Additional benefits available to sponsors include close coordination and priority review by the Food and Drug Administration (FDA) , and waiver of drug application fees. Finally, the FDA created the Office of Orphan Product Development to facilitate this regulatory function. In summary, the Act empowered the FDA to approve requests for orphan drug status, coordinate drug development, and award research grants.
But, in the wake of this sweeping legislation, concerns were raised both by Congress and rare disease stakeholders that exorbitant and unintended profit-taking by the pharmaceutical industry could result from the ODA protections. When considering the hope provided by orphan drugs, the Huntington’s Disease Society of America said in 1992, ‘hope is no good if a drug is developed and our folks cannot afford it.’

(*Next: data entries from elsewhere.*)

mod registrar_service;
pub mod settings;
pub mod telemetry;

pub use registrar_service::RegistrarService;
pub use settings::{EventSettings, RateLimitSettings, RegistrarSettings};
pub use telemetry::{init_tracing, install_error_reporting};
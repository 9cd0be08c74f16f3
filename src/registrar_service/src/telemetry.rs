use color_eyre::eyre::Result;
use tracing_error::ErrorLayer;
use tracing_subscriber::{EnvFilter, fmt, layer::SubscriberExt, util::SubscriberInitExt};

/// Install the global tracing subscriber. Defaults to `info` unless `RUST_LOG` is set.
pub fn init_tracing() -> Result<()> {
    let fmt_layer = fmt::layer().compact();

    let filter_layer = EnvFilter::try_from_default_env().or_else(|_| EnvFilter::try_new("info"))?;

    tracing_subscriber::registry()
        .with(filter_layer)
        .with(fmt_layer)
        .with(ErrorLayer::default())
        .try_init()?;

    Ok(())
}

pub fn install_error_reporting() -> Result<()> {
    color_eyre::install()
}
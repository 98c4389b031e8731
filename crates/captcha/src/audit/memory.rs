use std::collections::VecDeque;

use async_trait::async_trait;
use config::DEFAULT_MEMORY_AUDIT_CAPACITY;
use jiff::Timestamp;
use tokio::sync::Mutex;

use super::{AuditError, AuditLog};
use crate::CaptchaLogRecord;

/// The most recent audit records, kept in process memory.
///
/// Once `capacity` records are stored, every append drops the oldest one.
#[derive(Debug)]
pub struct MemoryAuditLog {
    records: Mutex<VecDeque<CaptchaLogRecord>>,
    capacity: usize,
}

impl Default for MemoryAuditLog {
    fn default() -> Self {
        Self::with_capacity(DEFAULT_MEMORY_AUDIT_CAPACITY)
    }
}

impl MemoryAuditLog {
    /// Create an empty log with the default capacity.
    pub fn new() -> Self {
        Self::default()
    }

    /// Create an empty log keeping at most `capacity` records (at least one).
    pub fn with_capacity(capacity: usize) -> Self {
        let capacity = capacity.max(1);

        Self {
            records: Mutex::new(VecDeque::with_capacity(capacity.min(1024))),
            capacity,
        }
    }

    /// Maximum number of records kept.
    pub fn capacity(&self) -> usize {
        self.capacity
    }

    /// A copy of every record, oldest first.
    pub async fn records(&self) -> Vec<CaptchaLogRecord> {
        self.records.lock().await.iter().cloned().collect()
    }

    /// Number of records.
    pub async fn len(&self) -> usize {
        self.records.lock().await.len()
    }

    /// Whether nothing was recorded yet.
    pub async fn is_empty(&self) -> bool {
        self.records.lock().await.is_empty()
    }
}

#[async_trait]
impl AuditLog for MemoryAuditLog {
    async fn append(&self, record: CaptchaLogRecord) -> Result<(), AuditError> {
        let mut records = self.records.lock().await;

        if records.len() == self.capacity {
            records.pop_front();
        }

        records.push_back(record);

        Ok(())
    }

    async fn records_since(&self, since: Timestamp) -> Result<Vec<CaptchaLogRecord>, AuditError> {
        let records = self.records.lock().await;

        Ok(records
            .iter()
            .filter(|record| record.timestamp >= since)
            .cloned()
            .collect())
    }
}
use axum::{
    Json,
    http::{HeaderValue, StatusCode, header::RETRY_AFTER},
    response::{IntoResponse, Response},
};
use serde::Serialize;
use thiserror::Error;

use crate::{Language, UpstreamError};

/// Why a chat request was not answered.
///
/// Every variant turns into a stable machine-readable code and a localized, user-safe text.
/// Details carried by the variants are only ever logged.
#[derive(Debug, Error)]
pub enum Rejection {
    /// The client used up its request window.
    #[error("client rate limit exceeded, retry in {retry_after}s")]
    RateLimited {
        /// Seconds until the window resets.
        retry_after: u64,
    },

    /// The body is missing or malformed.
    #[error("malformed request body: {0}")]
    InvalidRequest(String),

    /// The message scored as a prompt injection attempt.
    #[error("message looks like a prompt injection attempt (score {score})")]
    SuspectedInjection {
        /// The accumulated pattern score.
        score: u32,
    },

    /// No CAPTCHA token was sent.
    #[error("no CAPTCHA token provided")]
    CaptchaRequired,

    /// The CAPTCHA token did not verify.
    #[error("CAPTCHA verification failed")]
    CaptchaInvalid,

    /// Nothing is left of the message after normalization.
    #[error("message is empty")]
    InvalidMessage,

    /// The completion service failed.
    #[error(transparent)]
    Upstream(#[from] UpstreamError),

    /// Something failed on our side.
    #[error("internal error: {0}")]
    Internal(String),
}

impl Rejection {
    /// HTTP status of the response.
    pub fn status_code(&self) -> StatusCode {
        match self {
            Self::RateLimited { .. } | Self::Upstream(UpstreamError::RateLimited(_)) => StatusCode::TOO_MANY_REQUESTS,
            Self::InvalidRequest(_) | Self::SuspectedInjection { .. } | Self::CaptchaRequired | Self::InvalidMessage => {
                StatusCode::BAD_REQUEST
            }
            Self::CaptchaInvalid => StatusCode::FORBIDDEN,
            Self::Upstream(UpstreamError::QuotaExhausted(_)) => StatusCode::PAYMENT_REQUIRED,
            Self::Upstream(UpstreamError::Unavailable(_) | UpstreamError::Internal(_)) | Self::Internal(_) => {
                StatusCode::INTERNAL_SERVER_ERROR
            }
        }
    }

    /// Machine-readable code, sent as `error`.
    pub fn code(&self) -> &'static str {
        match self {
            Self::RateLimited { .. } => "rate_limited",
            Self::InvalidRequest(_) => "invalid_request",
            Self::SuspectedInjection { .. } => "suspected_injection",
            Self::CaptchaRequired => "captcha_required",
            Self::CaptchaInvalid => "captcha_invalid",
            Self::InvalidMessage => "invalid_message",
            Self::Upstream(UpstreamError::RateLimited(_)) => "upstream_rate_limited",
            Self::Upstream(UpstreamError::QuotaExhausted(_)) => "upstream_quota_exhausted",
            Self::Upstream(UpstreamError::Unavailable(_)) => "upstream_unavailable",
            Self::Upstream(UpstreamError::Internal(_)) | Self::Internal(_) => "internal_error",
        }
    }

    /// Seconds the client should wait before retrying, when known.
    pub fn retry_after(&self) -> Option<u64> {
        match self {
            Self::RateLimited { retry_after } => Some(*retry_after),
            _ => None,
        }
    }

    /// User-facing text, sent as `response`.
    pub fn message(&self, language: Language) -> &'static str {
        use Language::*;

        match (self.code(), language) {
            ("rate_limited", En) => "You are sending messages too quickly. Please wait a moment and try again.",
            ("rate_limited", Ro) => "Trimiți mesaje prea repede. Te rugăm să aștepți puțin și să încerci din nou.",
            ("invalid_request", En) => "We could not read your request. Please try again.",
            ("invalid_request", Ro) => "Nu am putut citi cererea ta. Te rugăm să încerci din nou.",
            ("suspected_injection", En) => "We could not process this message. Please rephrase it and try again.",
            ("suspected_injection", Ro) => "Nu am putut procesa acest mesaj. Te rugăm să îl reformulezi și să încerci din nou.",
            ("captcha_required", En) => "Please complete the verification before sending your message.",
            ("captcha_required", Ro) => "Te rugăm să finalizezi verificarea înainte de a trimite mesajul.",
            ("captcha_invalid", En) => "The verification failed. Please complete it again.",
            ("captcha_invalid", Ro) => "Verificarea a eșuat. Te rugăm să o reiei.",
            ("invalid_message", En) => "Please write a message.",
            ("invalid_message", Ro) => "Te rugăm să scrii un mesaj.",
            ("upstream_rate_limited", En) => {
                "The assistant is receiving too many questions right now. Please try again in a few minutes."
            }
            ("upstream_rate_limited", Ro) => {
                "Asistentul primește prea multe întrebări în acest moment. Te rugăm să încerci din nou în câteva minute."
            }
            ("upstream_quota_exhausted", En) => {
                "The assistant is temporarily unavailable. Please contact us directly by phone or email."
            }
            ("upstream_quota_exhausted", Ro) => {
                "Asistentul nu este disponibil momentan. Te rugăm să ne contactezi direct telefonic sau prin email."
            }
            ("upstream_unavailable", En) => "The assistant could not be reached. Please try again later.",
            ("upstream_unavailable", Ro) => "Asistentul nu a putut fi contactat. Te rugăm să încerci mai târziu.",
            (_, En) => "Something went wrong. Please try again later.",
            (_, Ro) => "A apărut o eroare. Te rugăm să încerci mai târziu.",
        }
    }

    /// Turn the rejection into a response with texts in `language`.
    pub fn into_localized_response(self, language: Language) -> Response {
        let status = self.status_code();

        if status.is_server_error() {
            log::error!("Chat request failed ({}): {self}", status.as_u16());
        } else {
            log::debug!("Chat request rejected ({}): {self}", status.as_u16());
        }

        let body = RejectionBody {
            error: self.code(),
            response: self.message(language),
            retry_after: self.retry_after(),
        };

        let mut response = (status, Json(body)).into_response();

        if let Some(seconds) = self.retry_after() {
            response.headers_mut().insert(RETRY_AFTER, HeaderValue::from(seconds));
        }

        response
    }
}

#[derive(Debug, Serialize)]
#[serde(rename_all = "camelCase")]
struct RejectionBody {
    error: &'static str,
    response: &'static str,
    #[serde(skip_serializing_if = "Option::is_none")]
    retry_after: Option<u64>,
}

impl IntoResponse for Rejection {
    fn into_response(self) -> Response {
        self.into_localized_response(Language::default())
    }
}
use std::{net::SocketAddr, time::Duration};

use indoc::indoc;
use server::ServeConfig;
use tokio_util::sync::CancellationToken;

fn serve_config(config: &str, shutdown: CancellationToken) -> ServeConfig {
    ServeConfig {
        listen_address: SocketAddr::from(([127, 0, 0, 1], 0)),
        config: toml::from_str(config).unwrap(),
        shutdown,
    }
}

#[tokio::test]
async fn missing_captcha_secret_refuses_to_start() {
    let config = indoc! {r#"
        [chat.upstream]
        api_key = "sk-test"
    "#};

    let result = server::serve(serve_config(config, CancellationToken::new())).await;

    let error = result.unwrap_err().to_string();
    assert!(error.starts_with("No CAPTCHA secret configured"), "{error}");
}

#[tokio::test]
async fn missing_upstream_credential_refuses_to_start() {
    let config = indoc! {r#"
        [captcha]
        secret = "captcha-secret"
    "#};

    let result = server::serve(serve_config(config, CancellationToken::new())).await;

    let error = result.unwrap_err().to_string();
    assert!(error.starts_with("No completion upstream credential configured"), "{error}");
}

#[tokio::test]
async fn stops_on_shutdown() {
    let config = indoc! {r#"
        [captcha]
        secret = "captcha-secret"

        [captcha.alerting]
        enabled = true

        [chat.upstream]
        api_key = "sk-test"
    "#};

    let shutdown = CancellationToken::new();
    let handle = tokio::spawn(server::serve(serve_config(config, shutdown.clone())));

    tokio::time::sleep(Duration::from_millis(100)).await;
    shutdown.cancel();

    let result = tokio::time::timeout(Duration::from_secs(5), handle).await.unwrap().unwrap();
    assert!(result.is_ok());
}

A scholarly report by a pharmaceutical analytical organization, evaluating the orphan drug market, recently concluded:
……… orphan drugs will make up one-fifth of worldwide prescription sales, amounting to $242 billion in spend in 2024 – with much of it going to either big pharma or big biotech.
(This) will only focus the minds of those calling for reforms to the Orphan Drug Act …..the willingness of big pharma groups to pay substantial premiums to get their hands on orphan drug products demonstrates the promise these companies see in the orphan drug space……………… growth rates (in orphan drug sales) approximately double those of the overall prescription drugs market and the mean cost per patient per year of the top 100 orphan products in the US hitting $150,854 in 2018 versus $33,654 for a non-orphan drug, explain much of the allure.
And with increasing complexity surrounding reimbursement of some of the industry’s most innovative drugs, big pharma’s regulatory expertise means it is arguably better placed to – if not develop orphan drugs – buy and market them. As such the dominance of big pharma in the orphan drug market, excluding substantially policy reforms, is only likely to increase…
………………. it might be wise to temper some of the excitement around these (orphan) products and the related growth of the orphan drug market. The promise of these new therapies will only become reality if the innovation of drug companies is matched by innovation in the drug pricing and reimbursement systems…………
A remarkable loophole is described in orphan drug regulations by the same watchdog group. During the period of orphan drug marketing exclusivity, regulatory bodies are barred from approving the same product (made by a competing manufacturer) for the same orphan indication. A single product (known as a “new molecular entity”) may hold several separate orphan designations. This unique chemical entity, as it may be known in drug development, may access multiple patient markets simultaneously. Thus, having financed the initial developmental costs, access to different downstream medical labelling indications can provide multiple separate market exclusivities for the same drug which can run concurrently.
Clearly the incremental cost of accessing multiple patient care markets, exploiting the identical drug entity, drops precipitously, due to virtually zero incremental research and drug development costs. At issue is whether the incremental FDA approvals are appropriate, or what lawmakers intended when passing the Act. What is not at issue for purposes of Pharmaceutical Fraud, is off-label promotion that is false, and the use of kickbacks to fuel prescriptions, to name a few patterns of conduct that are violative of the False Claims Act.